The workshop made me want to really think about why story has such important meaning for me. So this post is a brief history to that end.

My grandmother was the queen of story telling in my family — she would string many stories together in one evening, often without taking a breath (or so it seemed). During these sessions I learned about her first love, who died on a U-boat; her journey to America from ‘the other side of the ocean’; how money was always a struggle; and so on. As she was getting sick (about two years ago now), we would spend time on the phone every morning, clucking like hens about the past, present, and future while we knitted. Storytelling and yarn (the wool kind) formed a hybrid language that we shared.

In college, I was required to write a senior thesis, and having lost a close family friend to AIDS in the mid-80s, was determined to do research somehow related to the disease. I ended up spending the summer before my senior year in college in San Francisco, interning at the San Francisco AIDS Foundation and their HIV Prevention Program, a needle-exchange program. I interviewed HIV+ intravenous drug users, and spent a lot of time feeling angry about the fact that their voices were rarely heard. This experience would shape my interest in and method of conducting research for years to come.

The summer after my senior year in college, I interned at the New York City AIDS Housing Network. During my time there, the executive director of the organization initiated an oral history project, and part of my work was to interview homeless or formerly homeless, HIV+ individuals about obstacles to housing and health care. During both summer internships, I routinely cried. I couldn’t fathom why a society would so actively silence the voices of people whose needs were so dire.

Then I became a public school teacher in New York City. I was (initially) required to supply my own library; little of what I learned in my masters program was applicable in my classroom; contradiction and inconsistency were the only constants. I found my own voice being silenced, and that of my students and their parents. So I turned to the internet and the emerging blogosphere for hope. And also a megaphone of some kind.

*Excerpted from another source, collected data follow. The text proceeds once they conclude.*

//! Post/tag bridge entity for SeaORM. Composite primary key.

use sea_orm::Set;
use sea_orm::entity::prelude::*;

#[derive(Clone, Debug, PartialEq, Eq, DeriveEntityModel)]
#[sea_orm(table_name = "post_tags")]
pub struct Model {
    #[sea_orm(primary_key, auto_increment = false)]
    pub post_id: Uuid,
    #[sea_orm(primary_key, auto_increment = false)]
    pub tag_id: Uuid,
}

#[derive(Copy, Clone, Debug, EnumIter, DeriveRelation)]
pub enum Relation {
    #[sea_orm(
        belongs_to = "super::post::Entity",
        from = "Column::PostId",
        to = "super::post::Column::Id",
        on_update = "Cascade",
        on_delete = "Cascade"
    )]
    Post,
    #[sea_orm(
        belongs_to = "super::tag::Entity",
        from = "Column::TagId",
        to = "super::tag::Column::Id",
        on_update = "Cascade",
        on_delete = "Cascade"
    )]
    Tag,
}

impl Related<super::post::Entity> for Entity {
    fn to() -> RelationDef {
        Relation::Post.def()
    }
}

impl Related<super::tag::Entity> for Entity {
    fn to() -> RelationDef {
        Relation::Tag.def()
    }
}

impl ActiveModelBehavior for ActiveModel {}

/// Conversion from SeaORM Model to Domain PostTag.
impl From<Model> for quill_core::domain::PostTag {
    fn from(model: Model) -> Self {
        Self {
            post_id: model.post_id,
            tag_id: model.tag_id,
        }
    }
}

/// Conversion from Domain PostTag to SeaORM ActiveModel.
impl From<quill_core::domain::PostTag> for ActiveModel {
    fn from(link: quill_core::domain::PostTag) -> Self {
        Self {
            post_id: Set(link.post_id),
            tag_id: Set(link.tag_id),
        }
    }
}
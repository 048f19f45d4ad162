//! Category vocabulary management.

use std::sync::Arc;

use crate::domain::Category;
use crate::error::DomainError;
use crate::ports::CategoryRepository;
use crate::service::{AssociationManager, OwnershipGuard};

/// CRUD over the curated category vocabulary, plus the authenticated
/// attach/detach entry points for the caller's posts.
#[derive(Clone)]
pub struct CategoryService {
    categories: Arc<dyn CategoryRepository>,
    guard: OwnershipGuard,
    associations: AssociationManager,
}

impl CategoryService {
    pub fn new(
        categories: Arc<dyn CategoryRepository>,
        guard: OwnershipGuard,
        associations: AssociationManager,
    ) -> Self {
        Self {
            categories,
            guard,
            associations,
        }
    }

    /// Create a category with a globally unique name.
    pub async fn create(&self, name: &str) -> Result<Category, DomainError> {
        if self.categories.find_by_name(name).await?.is_some() {
            return Err(DomainError::CategoryAlreadyExists(name.to_string()));
        }

        Ok(self.categories.insert(Category::new(name.to_string())).await?)
    }

    /// Create several categories. Elements are processed independently:
    /// categories created before a failing element stay created.
    pub async fn create_many(&self, names: &[String]) -> Result<Vec<Category>, DomainError> {
        let mut created = Vec::with_capacity(names.len());
        for name in names {
            created.push(self.create(name).await?);
        }
        Ok(created)
    }

    /// Whether the named category exists.
    pub async fn exists(&self, name: &str) -> Result<bool, DomainError> {
        Ok(self.categories.find_by_name(name).await?.is_some())
    }

    /// All categories.
    pub async fn list_all(&self) -> Result<Vec<Category>, DomainError> {
        Ok(self.categories.find_all().await?)
    }

    /// Rename a category. The new name must be free; renaming onto the
    /// current name is a conflict like any other.
    pub async fn rename(&self, name: &str, new_name: &str) -> Result<(), DomainError> {
        let mut category = self
            .categories
            .find_by_name(name)
            .await?
            .ok_or_else(|| DomainError::CategoryNotFound(name.to_string()))?;

        if self.categories.find_by_name(new_name).await?.is_some() {
            return Err(DomainError::CategoryAlreadyExists(new_name.to_string()));
        }

        category.name = new_name.to_string();
        self.categories.update(category).await?;
        Ok(())
    }

    /// Delete a category. Its membership rows cascade; the posts that
    /// carried it survive.
    pub async fn delete(&self, name: &str) -> Result<(), DomainError> {
        let category = self
            .categories
            .find_by_name(name)
            .await?
            .ok_or_else(|| DomainError::CategoryNotFound(name.to_string()))?;

        self.categories.delete(category.id).await?;
        Ok(())
    }

    /// Attach a category to the caller's post.
    pub async fn add_to_post(
        &self,
        email: &str,
        post_title: &str,
        name: &str,
    ) -> Result<(), DomainError> {
        let post = self.guard.require_owned_post(email, post_title).await?;
        self.associations.attach_category(&post, name).await
    }

    /// Attach several categories to the caller's post. Earlier
    /// attachments survive a failure on a later element.
    pub async fn add_many_to_post(
        &self,
        email: &str,
        post_title: &str,
        names: &[String],
    ) -> Result<(), DomainError> {
        let post = self.guard.require_owned_post(email, post_title).await?;
        self.associations.attach_categories(&post, names).await
    }

    /// Detach a category from the caller's post.
    pub async fn remove_from_post(
        &self,
        email: &str,
        post_title: &str,
        name: &str,
    ) -> Result<(), DomainError> {
        let post = self.guard.require_owned_post(email, post_title).await?;
        self.associations.detach_category(&post, name).await
    }
}
//! Registration and login handlers.

use actix_web::{HttpResponse, web};

use quill_core::service::Registration;
use quill_shared::dto::{AuthResponse, LoginRequest, RegisterRequest};

use crate::handlers::validate;
use crate::middleware::error::ApiResult;
use crate::state::AppState;

/// POST /api/v1/user/register
pub async fn register(
    state: web::Data<AppState>,
    body: web::Json<RegisterRequest>,
) -> ApiResult<HttpResponse> {
    let req = body.into_inner();
    validate::register(&req)?;

    let token = state
        .accounts
        .register(Registration {
            first_name: req.first_name,
            last_name: req.last_name,
            email: req.email,
            password: req.password,
            repeat_password: req.repeat_password,
        })
        .await?;

    Ok(HttpResponse::Created().json(AuthResponse { token }))
}

/// POST /api/v1/user/login
pub async fn login(
    state: web::Data<AppState>,
    body: web::Json<LoginRequest>,
) -> ApiResult<HttpResponse> {
    let req = body.into_inner();
    validate::login(&req)?;

    let token = state.accounts.login(&req.email, &req.password).await?;

    Ok(HttpResponse::Ok().json(AuthResponse { token }))
}
//! Ports - trait definitions for external dependencies.
//! These are the "interfaces" that infrastructure must implement.

mod auth;
mod repository;

pub use auth::{AuthError, PasswordService, TokenClaims, TokenService};
pub use repository::{
    BaseRepository, CategoryRepository, CommentRepository, PostCategoryRepository, PostRepository,
    PostTagRepository, TagRepository, UserRepository,
};
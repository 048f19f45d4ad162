//! Database connection management and repository implementations.

mod connections;
mod memory;

#[cfg(feature = "postgres")]
pub mod entity;
#[cfg(feature = "postgres")]
mod postgres_base;
#[cfg(feature = "postgres")]
mod postgres_repo;

pub use connections::DatabaseConfig;
pub use memory::InMemoryStore;

#[cfg(feature = "postgres")]
pub use connections::connect;
#[cfg(feature = "postgres")]
pub use postgres_repo::{
    PostgresCategoryRepository, PostgresCommentRepository, PostgresPostCategoryRepository,
    PostgresPostRepository, PostgresPostTagRepository, PostgresTagRepository,
    PostgresUserRepository,
};
#[cfg(feature = "postgres")]
pub use sea_orm::DbConn;

#[cfg(feature = "postgres")]
#[cfg(test)]
mod tests;
use chrono::{DateTime, Utc};
use serde::{Deserialize, Serialize};
use uuid::Uuid;

/// Comment entity - belongs to one post and one authoring user.
#[derive(Debug, Clone, Serialize, Deserialize)]
pub struct Comment {
    pub id: Uuid,
    pub post_id: Uuid,
    pub user_id: Uuid,
    pub content: String,
    pub created_at: DateTime<Utc>,
    pub updated_at: DateTime<Utc>,
}

impl Comment {
    /// Create a new comment.
    pub fn new(post_id: Uuid, user_id: Uuid, content: String) -> Self {
        let now = Utc::now();
        Self {
            id: Uuid::new_v4(),
            post_id,
            user_id,
            content,
            created_at: now,
            updated_at: now,
        }
    }

    /// Replace the content and refresh `updated_at`.
    pub fn edit(&mut self, content: String) {
        self.content = content;
        self.updated_at = Utc::now();
    }
}

/// A comment paired with its author's email for display.
#[derive(Debug, Clone)]
pub struct CommentDetail {
    pub comment: Comment,
    pub author_email: String,
}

I think that’s why my fascination with blogs is what it is: there is something about blogging that offers a space to be heard and connect. Even if no one reads a post, it’s still there, in a public space, discoverable if you look hard enough. And of course timing is context: I’ve come of age at a time when digital communication has changed everything. I’m sure blogging will take on a different meaning as time marches on, and it will no longer seem so unique. But for now, it is a way to hold stories in a public-yet-private way — something that wasn’t possible before.